Krawczyk pitched a tent in the path of bulldozers building a highway bypass in West Vancouver last spring, defying a court order banning protestors from the area. She was arrested and carried away by police, but returned to the blockade site twice more and later refused to apologize to the court for her actions. After her third arrest last July, Krawczyk was held in jail for two months “to protect the public,” the judge said at the time. She will not be credited for time served.

Justice Brenda Brown handed down the sentence for criminal contempt of court in a high-security courtroom this morning. She described Krawczyk’s breach of the court order as “open, flagrant and continuing.” Krawczyk had told the judge she would not accept probation or house arrest, stating she would not participate in her own punishment. Krawczyk has already spent two years in jail for logging blockades on the BC coast.

In May 2006, Police arrested Krawczyk along with two dozen others, including Harriet Nahanee, a First Nations elder who died last week after her release from jail. In January, Justice Brown gave Nahanee, age 71, two weeks in Surrey Pre-Trial Centre. She was hospitalized a week after completing her sentence, and a few days later she died of pneumonia complicated by a previously undiagnosed lung cancer.

Krawczyk represented herself at her trial after her lawyer, Cameron Ward, withdrew from the case.

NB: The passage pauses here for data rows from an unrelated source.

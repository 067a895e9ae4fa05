//! Per-shard poller for the immediate task table.
//!
//! The poller reads pages in `task_sequence` order and hands tasks to the
//! processor. Tasks complete out of order, so committed sequences feed a
//! frontier that only advances past a sequence once everything at or below it
//! has committed; rows behind the frontier are range-deleted.

use std::collections::BTreeSet;
use std::sync::Arc;

use tokio::sync::{mpsc, watch, Notify};
use tokio::task::JoinHandle;
use tokio::time::{interval, MissedTickBehavior};
use tracing::{debug, error, info, warn};

use crate::config::TaskQueueConfig;
use crate::engine::processor::ImmediateTaskProcessor;
use crate::persistence::data_models::ImmediateTask;
use crate::persistence::ProcessStore;

/// Tracks dispatched and committed sequences and yields the contiguous
/// deletable range.
#[derive(Debug, Default)]
pub(crate) struct CommitFrontier {
    outstanding: BTreeSet<i64>,
    committed: BTreeSet<i64>,
    deletable_high: Option<i64>,
    deleted_high: i64,
}

impl CommitFrontier {
    pub(crate) fn new() -> Self {
        Self::default()
    }

    pub(crate) fn dispatched(&mut self, task_sequence: i64) {
        self.outstanding.insert(task_sequence);
    }

    pub(crate) fn committed(&mut self, task_sequence: i64) {
        if self.outstanding.remove(&task_sequence) {
            self.committed.insert(task_sequence);
        }
        loop {
            let Some(&min_committed) = self.committed.first() else {
                break;
            };
            // only delete past a committed sequence when nothing older is
            // still in flight
            if self
                .outstanding
                .first()
                .is_some_and(|&min_outstanding| min_outstanding < min_committed)
            {
                break;
            }
            self.committed.pop_first();
            self.deletable_high = Some(min_committed);
        }
    }

    /// Range safe to delete, or None when the frontier has not moved.
    pub(crate) fn deletable_range(&self) -> Option<(i64, i64)> {
        let high = self.deletable_high?;
        (high > self.deleted_high).then_some((self.deleted_high + 1, high))
    }

    pub(crate) fn mark_deleted(&mut self, max_sequence_inclusive: i64) {
        self.deleted_high = self.deleted_high.max(max_sequence_inclusive);
    }
}

/// Handle for one shard's immediate task poller.
pub struct ImmediateTaskQueue {
    shard_id: i32,
    waker: Arc<Notify>,
    shutdown_tx: watch::Sender<bool>,
    handle: JoinHandle<()>,
}

impl ImmediateTaskQueue {
    pub fn start(
        shard_id: i32,
        config: TaskQueueConfig,
        store: Arc<dyn ProcessStore>,
        processor: &ImmediateTaskProcessor,
    ) -> Self {
        let waker = Arc::new(Notify::new());
        let (commit_tx, commit_rx) = mpsc::channel(config.processor_buffer_size);
        processor.register_shard(shard_id, commit_tx);

        let (shutdown_tx, shutdown_rx) = watch::channel(false);
        let poller = Poller {
            shard_id,
            config,
            store,
            task_tx: processor.task_sender(),
            commit_rx,
            waker: waker.clone(),
            shutdown_rx,
            frontier: CommitFrontier::new(),
            next_poll_sequence: 0,
        };
        let handle = tokio::spawn(poller.run());

        Self {
            shard_id,
            waker,
            shutdown_tx,
            handle,
        }
    }

    /// Waker the notifier uses to trigger an immediate poll.
    pub fn waker(&self) -> Arc<Notify> {
        self.waker.clone()
    }

    pub fn shard_id(&self) -> i32 {
        self.shard_id
    }

    pub async fn stop(self) {
        let _ = self.shutdown_tx.send(true);
        if let Err(err) = self.handle.await {
            error!(?err, shard_id = self.shard_id, "immediate task poller panicked");
        }
    }
}

struct Poller {
    shard_id: i32,
    config: TaskQueueConfig,
    store: Arc<dyn ProcessStore>,
    task_tx: mpsc::Sender<ImmediateTask>,
    commit_rx: mpsc::Receiver<ImmediateTask>,
    waker: Arc<Notify>,
    shutdown_rx: watch::Receiver<bool>,
    frontier: CommitFrontier,
    next_poll_sequence: i64,
}

impl Poller {
    async fn run(mut self) {
        info!(shard_id = self.shard_id, "immediate task poller started");

        let mut poll_ticker = interval(self.config.poll_interval());
        poll_ticker.set_missed_tick_behavior(MissedTickBehavior::Delay);
        let mut commit_ticker = interval(self.config.commit_interval());
        commit_ticker.set_missed_tick_behavior(MissedTickBehavior::Delay);

        loop {
            tokio::select! {
                _ = self.shutdown_rx.changed() => break,
                _ = poll_ticker.tick() => {
                    self.poll().await;
                }
                _ = self.waker.notified() => {
                    self.poll().await;
                }
                maybe_task = self.commit_rx.recv() => {
                    let Some(task) = maybe_task else { break };
                    if let Some(task_sequence) = task.task_sequence {
                        self.frontier.committed(task_sequence);
                    }
                }
                _ = commit_ticker.tick() => {
                    self.flush_deletes().await;
                }
            }
        }

        // drop what can still be dropped before exiting
        self.flush_deletes().await;
        info!(shard_id = self.shard_id, "immediate task poller stopped");
    }

    /// Read pages in sequence order and hand every task to the processor. A
    /// full page means more work is likely waiting, so keep reading.
    async fn poll(&mut self) {
        loop {
            let page = match self
                .store
                .batch_select_immediate_tasks(
                    self.shard_id,
                    self.next_poll_sequence,
                    self.config.poll_page_size,
                )
                .await
            {
                Ok(page) => page,
                Err(err) => {
                    warn!(?err, shard_id = self.shard_id, "immediate task poll failed");
                    return;
                }
            };

            let full_page = page.len() as i32 >= self.config.poll_page_size;
            for task in page {
                if let Some(task_sequence) = task.task_sequence {
                    self.frontier.dispatched(task_sequence);
                    self.next_poll_sequence = task_sequence + 1;
                }
                if self.task_tx.send(task).await.is_err() {
                    debug!(shard_id = self.shard_id, "processor channel closed");
                    return;
                }
            }
            if !full_page {
                return;
            }
        }
    }

    async fn flush_deletes(&mut self) {
        let Some((min_sequence, max_sequence)) = self.frontier.deletable_range() else {
            return;
        };
        match self
            .store
            .batch_delete_immediate_tasks(self.shard_id, min_sequence, max_sequence)
            .await
        {
            Ok(()) => {
                debug!(
                    shard_id = self.shard_id,
                    min_sequence, max_sequence, "committed immediate tasks deleted"
                );
                self.frontier.mark_deleted(max_sequence);
            }
            Err(err) => {
                // the range stays deletable; the next flush retries
                warn!(?err, shard_id = self.shard_id, "immediate task delete failed");
            }
        }
    }
}

#[cfg(test)]
mod tests {
    use super::*;

    #[test]
    fn frontier_advances_only_past_contiguous_commits() {
        let mut frontier = CommitFrontier::new();
        for seq in [1, 2, 3, 4] {
            frontier.dispatched(seq);
        }

        // out-of-order commit does not advance past the in-flight minimum
        frontier.committed(3);
        assert_eq!(frontier.deletable_range(), None);

        frontier.committed(1);
        assert_eq!(frontier.deletable_range(), Some((1, 1)));

        frontier.committed(2);
        assert_eq!(frontier.deletable_range(), Some((1, 3)));

        frontier.committed(4);
        assert_eq!(frontier.deletable_range(), Some((1, 4)));
    }

    #[test]
    fn frontier_tracks_deleted_ranges() {
        let mut frontier = CommitFrontier::new();
        frontier.dispatched(1);
        frontier.dispatched(2);
        frontier.committed(1);

        assert_eq!(frontier.deletable_range(), Some((1, 1)));
        frontier.mark_deleted(1);
        assert_eq!(frontier.deletable_range(), None);

        frontier.committed(2);
        assert_eq!(frontier.deletable_range(), Some((2, 2)));
    }

    #[test]
    fn frontier_handles_sequence_gaps() {
        let mut frontier = CommitFrontier::new();
        // sequences from the database are monotonic but not dense
        frontier.dispatched(5);
        frontier.dispatched(9);
        frontier.committed(9);
        assert_eq!(frontier.deletable_range(), None);
        frontier.committed(5);
        assert_eq!(frontier.deletable_range(), Some((1, 9)));
    }

    #[test]
    fn unknown_commit_is_ignored() {
        let mut frontier = CommitFrontier::new();
        frontier.committed(42);
        assert_eq!(frontier.deletable_range(), None);
    }
}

“The Crown is using this (sentence) as a way of keeping any sort of publicity away from issues about the way we do business in BC, and about the way the Attorney General instructs the police to arrest people,” Krawczyk told Justice Brown last July. “I really resent being arrested under the auspices of a corporation that’s destroying a precious bio-system – an American company – under the BC courts.”

Krawczyk’s supporters are angry about the long sentence and the heavy-handed security at the courtroom. The hearing was held in a special courtroom with bulletproof barriers, and everyone who wanted to attend was searched.